EW: Nein, das gelingt nicht immer! Das liegt daran, dass unsere ältesten Kinder, die wir seit Beginn unseres Kinderheimes hier haben, aufgrund von Entwicklungsproblemen noch immer hier sind. Das war damals auch der Grund, weshalb wir sie aufgenommen hatten. Man muss sich vorstellen, dass diese jungen Burschen inzwischen schon etwas über dem Volljährigkeitsalter stehen, aber aufgrund ihrer Entwicklungsstörungen zum Teil noch immer zur Grundschule gegangen sind. Und nun verlangt man von ihnen plötzlich, dass sie sich in der Arbeitswelt zurechtfinden sollen. Doch das bereitet ihnen sehr Mühe. Wir hoffen, dass sie doch noch rechtzeitig erkennen können, dass sie nicht aufgeben dürfen und es sich lohnt, sich seinen Platz in der Welt zu erkämpfen. Das ist unser Gebet für sie.

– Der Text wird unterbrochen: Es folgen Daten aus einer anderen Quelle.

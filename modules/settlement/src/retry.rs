//! Retry helpers with exponential backoff
//!
//! Used for FX lookups, finalize jobs and every ledger write. Ledger writes
//! go through [`retry_locked`], which only retries when the target document
//! is locked by another writer; all other errors propagate immediately.

use std::future::Future;
use std::time::Duration;
use tokio::time::sleep;
use tracing::{debug, warn};

use crate::ledger::{LedgerError, LedgerResult};

/// Configuration for retry behavior
#[derive(Debug, Clone)]
pub struct RetryConfig {
    /// Maximum number of attempts, including the first one
    pub max_attempts: u32,
    /// Backoff before the second attempt
    pub initial_backoff: Duration,
    /// Maximum backoff duration to cap exponential growth
    pub max_backoff: Duration,
    /// Multiplier applied to the backoff after every failed attempt
    pub backoff_factor: f64,
}

impl Default for RetryConfig {
    fn default() -> Self {
        Self {
            max_attempts: 3,
            initial_backoff: Duration::from_millis(100),
            max_backoff: Duration::from_secs(30),
            backoff_factor: 2.0,
        }
    }
}

impl RetryConfig {
    /// Lock contention on ledger documents: 12 retries plus a final attempt,
    /// starting at 2s and growing by 1.5x up to 15s.
    pub fn document_lock() -> Self {
        Self {
            max_attempts: 13,
            initial_backoff: Duration::from_secs(2),
            max_backoff: Duration::from_secs(15),
            backoff_factor: 1.5,
        }
    }

    /// FX provider lookups: 3 attempts, doubling from 500ms
    pub fn fx_lookup() -> Self {
        Self {
            max_attempts: 3,
            initial_backoff: Duration::from_millis(500),
            max_backoff: Duration::from_secs(5),
            backoff_factor: 2.0,
        }
    }

    fn next_backoff(&self, current: Duration) -> Duration {
        std::cmp::min(current.mul_f64(self.backoff_factor), self.max_backoff)
    }
}

/// Retry a fallible async operation with exponential backoff
///
/// Every error is treated as retryable. Returns the last error once
/// `max_attempts` is exhausted.
pub async fn retry_with_backoff<F, Fut, T, E>(
    operation: F,
    config: &RetryConfig,
    context: &str,
) -> Result<T, E>
where
    F: Fn() -> Fut,
    Fut: Future<Output = Result<T, E>>,
    E: std::fmt::Display,
{
    retry_when(operation, |_| true, config, context).await
}

/// Retry only while `should_retry` accepts the error
pub async fn retry_when<F, Fut, T, E, P>(
    operation: F,
    should_retry: P,
    config: &RetryConfig,
    context: &str,
) -> Result<T, E>
where
    F: Fn() -> Fut,
    Fut: Future<Output = Result<T, E>>,
    E: std::fmt::Display,
    P: Fn(&E) -> bool,
{
    let mut attempt = 0;
    let mut backoff = config.initial_backoff;

    loop {
        attempt += 1;

        match operation().await {
            Ok(result) => {
                if attempt > 1 {
                    debug!(
                        context = %context,
                        attempt = attempt,
                        "Operation succeeded after retry"
                    );
                }
                return Ok(result);
            }
            Err(e) => {
                if !should_retry(&e) {
                    return Err(e);
                }

                if attempt >= config.max_attempts {
                    warn!(
                        context = %context,
                        attempts = attempt,
                        error = %e,
                        "Operation failed after max retries"
                    );
                    return Err(e);
                }

                warn!(
                    context = %context,
                    attempt = attempt,
                    max_attempts = config.max_attempts,
                    backoff_ms = backoff.as_millis() as u64,
                    error = %e,
                    "Operation failed, retrying with backoff"
                );

                sleep(backoff).await;
                backoff = config.next_backoff(backoff);
            }
        }
    }
}

/// Run a ledger write, retrying only on `LedgerError::Locked`
pub async fn retry_locked<F, Fut, T>(operation: F, context: &str) -> LedgerResult<T>
where
    F: Fn() -> Fut,
    Fut: Future<Output = LedgerResult<T>>,
{
    retry_when(
        operation,
        LedgerError::is_locked,
        &RetryConfig::document_lock(),
        context,
    )
    .await
}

MM: Es ist also nicht in jedem Fall einfach. Gibt es denn auch Fälle, bei denen die Integration in den Arbeitsmarkt gelungen ist?
EW: Ja, die gibt es. Wir haben momentan zwei Fälle, bei denen ein Abnabeln von unserem Kinderheim gelungen ist. Einer davon ist Silvanus, der gerade studiert, und ein weiterer junger und fleissiger Schüler ist Titus. Er ist an einer der besten nationalen Weiterbildungsschulen, die Kenia hat. Er selbst hat darum gekämpft, an dieser Schule aufgenommen zu werden.

MM: Habt ihr keinen Kontakt mehr zu den Erwachsenen, die das MKC verlassen haben?
EW: Doch!

MM: Kommen die zu euch auf Besuch oder wie muss man sich den Kontakt vorstellen?
EW: Sie kommen uns manchmal in ihrer Freizeit besuchen. So habe ich beispielsweise vorhin erfahren, dass Paul gerade hier ist.
MM: Ihr seht, das ist ein Projekt, das wirklich einen Unterschied machen kann im Leben dieser Kinder und Jugendlichen. In vielen Fällen kommen sie auf eine gute Bahn. Anderen fällt es etwas schwerer, Fuss zu fassen. Aber wir sind voller Hoffnung und Zuversicht, so dass wir einfach weiter machen und unser Bestes geben, indem wir in sie und hoffentlich in eine gute Zukunft investieren,‍s o dass sie wirklich auch Gelingen dabei haben.


Elizabeth, vielen Dank für diesen ersten Eindruck von deiner Zeit hier. Wir wünschen dir weiterhin alles Gute!